Deep cleansing of the skin was performed before skin therapy with a ten-minute application of a softening mask (Syncare, Brno, Czech Republic) composed of: Aqua, Glycerin, Urea, Mel, Aloe Barbadensis Flower Extract, Citrus Limon Leaf Oil, Retinyl Palmitatem Dimethicone, Disodium EDTA, Propylene Glycol, Carbomer, Triethanolamine, Benzyl Alcohol, Ethylhexylglycerin.

5.4. Laser Therapy

At the beginning of laser therapy, a commercial Lasocare Basic 645® cosmetic gel (Medistellar GmbH, Zug, Switzerland), meeting the requirements for its safety and composition according to Regulation (EC) No. 1223/2009 on cosmetic products [62], was applied and massaged on the face of the volunteers. Composition of the gel: Aqua, Propylene Glycol, Sorbitol, C12-15 Pareth-12, Xanthan Gum, PEG/PPG-20/20, Dimethicone, Phenoxyethanol, Glycerin, Sodium Dehydroacetate, Sodium Phytate, Lactoperoxidase, Glucose Oxidase, Biotin, Tocopherol, Potassium Phosphate, Glucose Pentaacetate, Lactoferrin, Potassium Thiocyanate, Disodium Phosphate, Tromethamine, Alcohol, Ethylhexylglycerin, Pentaerythrityl, Tetra-di-t-butyl, Hydroxyhydrocinnamate, Methylisothiazolinone.
Then, a 12 min laser procedure was applied to activate the enzyme complex Lactoferrin and Lactoperoxidase contained in the cosmetic gel.
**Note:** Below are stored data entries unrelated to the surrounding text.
//! carelink HTTP server: request pipeline, route handlers and start-up

pub mod api;
pub mod config;
pub mod error;
pub mod handlers;
pub mod server;

pub use config::{BootstrapAdmin, ConfigError, LogFormat, ServerConfig};
pub use error::ApiError;
pub use handlers::{handle, AppState};
pub use server::CarelinkServer;

use carelink_core::auth::{hash_password, RoleName, RoleSet};
use carelink_engine::ClinicStore;
use tracing::info;

/// Create the ADMIN account if its email is not yet registered.
pub fn bootstrap_admin(store: &ClinicStore, admin: &BootstrapAdmin) -> carelink_core::Result<bool> {
    if store.user_by_email(&admin.email)?.is_some() {
        return Ok(false);
    }
    let hash = hash_password(&admin.password)?;
    let user = store.create_user(&admin.email, hash, RoleSet::of(&[RoleName::Admin]))?;
    info!(user_id = %user.id, "bootstrap admin created");
    Ok(true)
}
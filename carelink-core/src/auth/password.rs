//! Password hashing
//!
//! Argon2id PHC strings. Hashes are opaque to the rest of the system: they
//! are produced here, stored verbatim, and only ever checked here.

use crate::{CoreError, Result};
use argon2::password_hash::{PasswordHash, PasswordHasher, PasswordVerifier, SaltString};
use argon2::Argon2;
use rand::rngs::OsRng;
use rand::RngCore;
use std::sync::OnceLock;

pub fn hash_password(password: &str) -> Result<String> {
    let mut salt_bytes = [0u8; 16];
    OsRng.fill_bytes(&mut salt_bytes);
    let salt =
        SaltString::encode_b64(&salt_bytes).map_err(|e| CoreError::PasswordHash(e.to_string()))?;

    let phc = Argon2::default()
        .hash_password(password.as_bytes(), &salt)
        .map_err(|e| CoreError::PasswordHash(e.to_string()))?
        .to_string();
    Ok(phc)
}

/// False for a wrong password and for a hash that does not parse.
pub fn verify_password(hash: &str, password: &str) -> bool {
    match PasswordHash::new(hash) {
        Ok(parsed) => Argon2::default()
            .verify_password(password.as_bytes(), &parsed)
            .is_ok(),
        Err(_) => false,
    }
}

/// Check a login attempt. An account that does not exist is verified
/// against a fixed stand-in hash so both outcomes cost one Argon2 run.
pub fn verify_credentials(stored: Option<&str>, password: &str) -> bool {
    match stored {
        Some(hash) => verify_password(hash, password),
        None => {
            verify_password(stand_in_hash(), password);
            false
        }
    }
}

/// Argon2id hash of a random secret, made once per process.
fn stand_in_hash() -> &'static str {
    static STAND_IN: OnceLock<String> = OnceLock::new();
    STAND_IN.get_or_init(|| {
        let mut secret = [0u8; 32];
        OsRng.fill_bytes(&mut secret);
        let secret = SaltString::encode_b64(&secret)
            .map(|s| s.as_str().to_owned())
            .unwrap_or_default();
        hash_password(&secret).unwrap_or_default()
    })
}
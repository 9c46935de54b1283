//! Per-request authentication
//!
//! The gate never rejects a request for lacking credentials; that is the
//! role matcher's call. It rejects only a token that was presented and
//! failed, or whose subject no longer resolves.

use crate::auth::{PrincipalDirectory, SecurityContext, TokenCodec};
use crate::AuthError;
use std::sync::Arc;
use tracing::{debug, warn};

const BEARER_PREFIX: &str = "Bearer ";

/// What the gate did with a request.
#[derive(Debug, Clone, Copy, PartialEq, Eq)]
pub enum GateOutcome {
    /// No bearer credential; the context stays anonymous.
    Anonymous,
    /// The context already carried a principal and was left as is.
    AlreadyAuthenticated,
    /// A token verified and its principal was established.
    Authenticated,
}

pub struct AuthenticationGate<D> {
    codec: Arc<TokenCodec>,
    directory: D,
}

impl<D: PrincipalDirectory> AuthenticationGate<D> {
    pub fn new(codec: Arc<TokenCodec>, directory: D) -> Self {
        AuthenticationGate { codec, directory }
    }

    /// Populate `ctx` from the request's `Authorization` header value.
    ///
    /// The context is written only after the directory lookup has completed,
    /// so dropping this future part-way leaves it untouched.
    pub async fn authenticate(
        &self,
        ctx: &mut SecurityContext,
        authorization: Option<&str>,
    ) -> Result<GateOutcome, AuthError> {
        if ctx.is_authenticated() {
            return Ok(GateOutcome::AlreadyAuthenticated);
        }

        let Some(token) = authorization.and_then(bearer_token) else {
            debug!("no bearer credential, continuing anonymously");
            return Ok(GateOutcome::Anonymous);
        };

        let claims = self.codec.verify(token).map_err(|e| {
            let err = AuthError::from(e);
            warn!(denial = err.denial_kind(), "token rejected");
            err
        })?;

        let principal = match self.directory.resolve(&claims.sub).await {
            Ok(Some(principal)) if principal.subject_id() == claims.sub => principal,
            Ok(_) => {
                warn!(subject = %claims.sub, "token subject has no principal");
                return Err(AuthError::PrincipalNotFound);
            }
            Err(e) => {
                warn!(subject = %claims.sub, error = %e, "principal lookup failed");
                return Err(e.into());
            }
        };

        debug!(subject = principal.subject_id(), roles = ?principal.roles(), "authenticated");
        ctx.establish(principal);
        Ok(GateOutcome::Authenticated)
    }
}

/// Extract the token from a `Bearer <token>` header value.
pub fn bearer_token(header: &str) -> Option<&str> {
    header
        .strip_prefix(BEARER_PREFIX)
        .map(str::trim)
        .filter(|t| !t.is_empty())
}

#[cfg(test)]
mod tests {
    use super::*;
    use crate::auth::{Principal, RoleName, RoleSet, SigningKey};
    use crate::clock::ManualClock;
    use crate::test_utils::{FailingDirectory, InMemoryDirectory, PendingDirectory, TEST_KEY};
    use std::time::Duration;

    fn codec(clock: Arc<ManualClock>) -> Arc<TokenCodec> {
        Arc::new(TokenCodec::with_clock(
            SigningKey::from_bytes(TEST_KEY).unwrap(),
            Duration::from_secs(60),
            clock,
        ))
    }

    fn admin() -> Principal {
        Principal::new("admin@clinic.test", RoleSet::of(&[RoleName::Admin]))
    }

    #[test]
    fn bearer_header_parsing() {
        assert_eq!(bearer_token("Bearer abc.def.ghi"), Some("abc.def.ghi"));
        assert_eq!(bearer_token("Bearer "), None);
        assert_eq!(bearer_token("Basic dXNlcjpwYXNz"), None);
        assert_eq!(bearer_token("bearer abc"), None);
        assert_eq!(bearer_token("Bearerabc"), None);
    }

    #[tokio::test]
    async fn missing_or_foreign_scheme_stays_anonymous() {
        let clock = Arc::new(ManualClock::new(1_000));
        let gate = AuthenticationGate::new(codec(clock), InMemoryDirectory::new());

        for header in [None, Some("Basic dXNlcjpwYXNz"), Some("Bearer ")] {
            let mut ctx = SecurityContext::new();
            assert_eq!(gate.authenticate(&mut ctx, header).await, Ok(GateOutcome::Anonymous));
            assert!(!ctx.is_authenticated());
        }
    }

    #[tokio::test]
    async fn valid_token_establishes_principal() {
        let clock = Arc::new(ManualClock::new(1_000));
        let codec = codec(clock);
        let directory = InMemoryDirectory::new();
        directory.insert(admin(), Default::default());
        let gate = AuthenticationGate::new(codec.clone(), directory);

        let header = format!("Bearer {}", codec.generate(&admin()).unwrap());
        let mut ctx = SecurityContext::new();
        let outcome = gate.authenticate(&mut ctx, Some(&header)).await;

        assert_eq!(outcome, Ok(GateOutcome::Authenticated));
        assert_eq!(ctx.principal(), Some(&admin()));
    }

    #[tokio::test]
    async fn expired_token_is_rejected() {
        let clock = Arc::new(ManualClock::new(1_000));
        let codec = codec(clock.clone());
        let directory = InMemoryDirectory::new();
        directory.insert(admin(), Default::default());
        let gate = AuthenticationGate::new(codec.clone(), directory);

        let header = format!("Bearer {}", codec.generate(&admin()).unwrap());
        clock.advance(61);

        let mut ctx = SecurityContext::new();
        assert_eq!(gate.authenticate(&mut ctx, Some(&header)).await, Err(AuthError::TokenExpired));
        assert!(!ctx.is_authenticated());
    }

    #[tokio::test]
    async fn garbage_token_is_rejected() {
        let clock = Arc::new(ManualClock::new(1_000));
        let gate = AuthenticationGate::new(codec(clock), InMemoryDirectory::new());

        let mut ctx = SecurityContext::new();
        let outcome = gate.authenticate(&mut ctx, Some("Bearer not-a-token")).await;
        assert_eq!(outcome, Err(AuthError::TokenMalformed));
    }

    #[tokio::test]
    async fn unknown_subject_is_rejected() {
        let clock = Arc::new(ManualClock::new(1_000));
        let codec = codec(clock);
        let gate = AuthenticationGate::new(codec.clone(), InMemoryDirectory::new());

        let header = format!("Bearer {}", codec.generate(&admin()).unwrap());
        let mut ctx = SecurityContext::new();
        assert_eq!(
            gate.authenticate(&mut ctx, Some(&header)).await,
            Err(AuthError::PrincipalNotFound)
        );
        assert!(!ctx.is_authenticated());
    }

    #[tokio::test]
    async fn directory_failure_is_distinct_and_not_retried() {
        let clock = Arc::new(ManualClock::new(1_000));
        let codec = codec(clock);
        let directory = Arc::new(FailingDirectory::default());
        let gate = AuthenticationGate::new(codec.clone(), directory.clone());

        let header = format!("Bearer {}", codec.generate(&admin()).unwrap());
        let mut ctx = SecurityContext::new();
        let outcome = gate.authenticate(&mut ctx, Some(&header)).await;

        assert!(matches!(outcome, Err(AuthError::DirectoryUnavailable(_))));
        assert_eq!(directory.calls(), 1);
        assert!(!ctx.is_authenticated());
    }

    #[tokio::test]
    async fn second_pass_keeps_existing_principal() {
        let clock = Arc::new(ManualClock::new(1_000));
        let codec = codec(clock);
        let patient = Principal::new("pat@clinic.test", RoleSet::of(&[RoleName::Patient]));
        let directory = InMemoryDirectory::new();
        directory.insert(admin(), Default::default());
        directory.insert(patient.clone(), Default::default());
        let gate = AuthenticationGate::new(codec.clone(), directory);

        let mut ctx = SecurityContext::new();
        let first = format!("Bearer {}", codec.generate(&admin()).unwrap());
        gate.authenticate(&mut ctx, Some(&first)).await.unwrap();

        let second = format!("Bearer {}", codec.generate(&patient).unwrap());
        let outcome = gate.authenticate(&mut ctx, Some(&second)).await;
        assert_eq!(outcome, Ok(GateOutcome::AlreadyAuthenticated));
        assert_eq!(ctx.principal(), Some(&admin()));
    }

    #[tokio::test]
    async fn cancelled_lookup_leaves_context_untouched() {
        let clock = Arc::new(ManualClock::new(1_000));
        let codec = codec(clock);
        let gate = AuthenticationGate::new(codec.clone(), PendingDirectory);

        let header = format!("Bearer {}", codec.generate(&admin()).unwrap());
        let mut ctx = SecurityContext::new();
        let timed_out = tokio::time::timeout(
            Duration::from_millis(20),
            gate.authenticate(&mut ctx, Some(&header)),
        )
        .await;

        assert!(timed_out.is_err());
        assert!(!ctx.is_authenticated());
    }
}
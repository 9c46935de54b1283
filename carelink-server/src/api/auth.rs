use super::ApiResult;
use crate::error::ApiError;
use crate::handlers::{ok_json, Call};
use carelink_core::auth::verify_credentials;
use hyper::StatusCode;
use serde::Deserialize;
use serde_json::json;
use tracing::{info, warn};

const INVALID_CREDENTIALS: &str = "invalid credentials";

#[derive(Deserialize)]
struct LoginRequest {
    email: String,
    password: String,
}

/// Exchange email and password for a session token.
pub async fn login(call: &Call<'_>) -> ApiResult {
    let request: LoginRequest = call.json()?;
    let user = call.state.store.user_by_email(&request.email)?;

    let hash = user.as_ref().map(|u| u.password_hash.clone());
    let matches = tokio::task::spawn_blocking(move || {
        verify_credentials(hash.as_deref(), &request.password)
    })
    .await
    .map_err(|e| {
        tracing::error!(error = %e, "password verification task failed");
        ApiError::internal()
    })?;

    let Some(user) = user else {
        warn!(denial = "credentials", "login for unknown account");
        return Err(ApiError::new(StatusCode::UNAUTHORIZED, INVALID_CREDENTIALS));
    };
    if !matches {
        warn!(denial = "credentials", user_id = %user.id, "login with wrong password");
        return Err(ApiError::new(StatusCode::UNAUTHORIZED, INVALID_CREDENTIALS));
    }

    let token = call.state.codec.generate(&user.principal())?;
    info!(user_id = %user.id, "login succeeded");
    ok_json(&json!({ "token": token }))
}
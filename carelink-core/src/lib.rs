//! Core data model and request security for carelink

pub mod auth;
pub mod clock;
pub mod error;
pub mod types;

#[cfg(any(test, feature = "test-utils"))]
pub mod test_utils;

pub use error::*;
pub use types::*;

/// Result type alias for carelink operations
pub type Result<T> = std::result::Result<T, CoreError>;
Laser therapy was performed with a panoramatic scanner consisting of 12 mutually independent emitters with a power of 5 mW and a wavelength of 645 nm assembled in an arc (Medistellar GmbH, Zug, Switzerland). Then, for the entire 28 weeks of skin therapy, the gel was applied repeatedly at 24 h intervals every evening at home. After 4 and 8 weeks of therapy, the 12 min laser procedure was repeated. Professional cosmetic and laser treatment, including diagnostics, was performed in an air conditioned room at a temperature of 23 to 25 °C and a relative humidity of 40 to 45%.

5.5. Skin Diagnostic

5.5.1. Visual Skin Assessment

Comedonic severity was assessed using a three-level score: score 1—presence of comedones, score 2—presence of comedones and papules, score 3—presence of comedones, papules and pustules. Skin evaluation was performed before and after therapy in five parts of the face. The results are presented as the T-zone (high sebum secreting zone) including the forehead (midglabella), nose (nose tip), chin (mental prominence), and the U-zone (low sebum secreting zone), including the right and left cheeks (the most prominent areas), and as a whole (T + U zone); see Figure 8.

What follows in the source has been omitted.